## SOURCE DATA
▽
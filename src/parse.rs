//! Parser types and utilities.

use crate::lex::LexWarning;
use rowan::GreenNode;

/// The result of a parse operation.
#[derive(Debug, Clone)]
pub struct Parse<T> {
    green_node: GreenNode,
    errors: Vec<String>,
    positioned_errors: Vec<crate::PositionedParseError>,
    warnings: Vec<LexWarning>,
    _ty: std::marker::PhantomData<fn() -> T>,
}

impl<T> Parse<T> {
    pub(crate) fn new(
        green_node: GreenNode,
        errors: Vec<String>,
        positioned_errors: Vec<crate::PositionedParseError>,
        warnings: Vec<LexWarning>,
    ) -> Self {
        Parse {
            green_node,
            errors,
            positioned_errors,
            warnings,
            _ty: std::marker::PhantomData,
        }
    }

    /// The parse tree. If there were no parse errors, this is a valid tree.
    /// If there were parse errors, this tree might be only partially valid.
    pub fn tree(&self) -> T
    where
        T: From<rowan::SyntaxNode<crate::Lang>>,
    {
        let syntax_node = rowan::SyntaxNode::new_root_mut(self.green_node.clone());
        T::from(syntax_node)
    }

    /// Parse errors, if any.
    pub fn errors(&self) -> &[String] {
        &self.errors
    }

    /// Positioned parse errors with location information.
    pub fn positioned_errors(&self) -> &[crate::PositionedParseError] {
        &self.positioned_errors
    }

    /// Lexer validation warnings (tab indentation and the like). These do
    /// not make the parse fail.
    pub fn warnings(&self) -> &[LexWarning] {
        &self.warnings
    }

    /// Convert the parse result to a Result, failing if there are any errors.
    pub fn to_result(self) -> Result<T, crate::ParseError>
    where
        T: From<rowan::SyntaxNode<crate::Lang>>,
    {
        if !self.errors.is_empty() {
            Err(crate::ParseError(self.errors))
        } else {
            Ok(self.tree())
        }
    }

    /// Whether the parse had any errors.
    pub fn has_errors(&self) -> bool {
        !self.errors.is_empty()
    }
}

impl Parse<crate::Yaml> {
    /// Parse YAML text, returning a Parse result.
    pub fn parse_yaml(text: &str) -> Self {
        let parsed = crate::yaml::parse(text);
        Parse::new(
            parsed.green_node,
            parsed.errors,
            parsed.positioned_errors,
            parsed.warnings,
        )
    }
}
#![deny(missing_docs)]
#![warn(clippy::unnecessary_to_owned)]
#![warn(clippy::redundant_clone)]
#![warn(clippy::inefficient_to_string)]
#![warn(clippy::manual_string_new)]
#![doc = include_str!(concat!(env!("CARGO_MANIFEST_DIR"), "/README.md"))]

//! A comment-preserving YAML document editor.
//!
//! Documents are parsed into a lossless syntax tree (based on the [rowan]
//! library); edits are planned as minimal text splices against the original
//! source, so comments, whitespace and styles outside the edited region
//! survive byte-for-byte.

mod editor;
mod encode;
mod error;
mod lex;
mod mutation;
mod normalize;
mod parse;
mod path;
mod scalar;
mod scan;
mod value;
mod yaml;

pub use editor::{Editor, Node, NodeKind};
pub use encode::{encode_flow, is_dangerous};
pub use error::{EditError, EditResult};
pub use lex::{lex, lex_with_warnings, LexWarning, LexWarningKind, SyntaxKind};
pub use mutation::SourceEdit;
pub use parse::Parse;
pub use path::{Path, PathSegment};
pub use rowan::TextRange;
pub use scalar::{ScalarRepr, ScalarStyle, ScalarValue};
pub use value::{CollectionStyle, MappingValue, SequenceValue, YamlValue};
pub use yaml::{Alias, Document, Entry, Lang, Mapping, Scalar, Sequence, Yaml};

/// A positioned parse error containing location information.
#[derive(Debug, Clone, PartialEq, Eq, Hash)]
pub struct PositionedParseError {
    /// The error message
    pub message: String,
    /// The text range where the error occurred
    pub range: rowan::TextRange,
    /// Optional error code for categorization
    pub code: Option<String>,
}

impl std::fmt::Display for PositionedParseError {
    fn fmt(&self, f: &mut std::fmt::Formatter<'_>) -> std::fmt::Result {
        write!(f, "{}", self.message)
    }
}

impl std::error::Error for PositionedParseError {}

/// List of encountered syntax errors.
#[derive(Debug, Clone, PartialEq, Eq, Hash)]
pub struct ParseError(pub Vec<String>);

impl std::fmt::Display for ParseError {
    fn fmt(&self, f: &mut std::fmt::Formatter) -> std::fmt::Result {
        for err in &self.0 {
            writeln!(f, "{}", err)?;
        }
        Ok(())
    }
}

impl std::error::Error for ParseError {}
△
Could you give the number of lines in the data above that contain the string "struct", with no other words?

## EXERCISE RESULT
3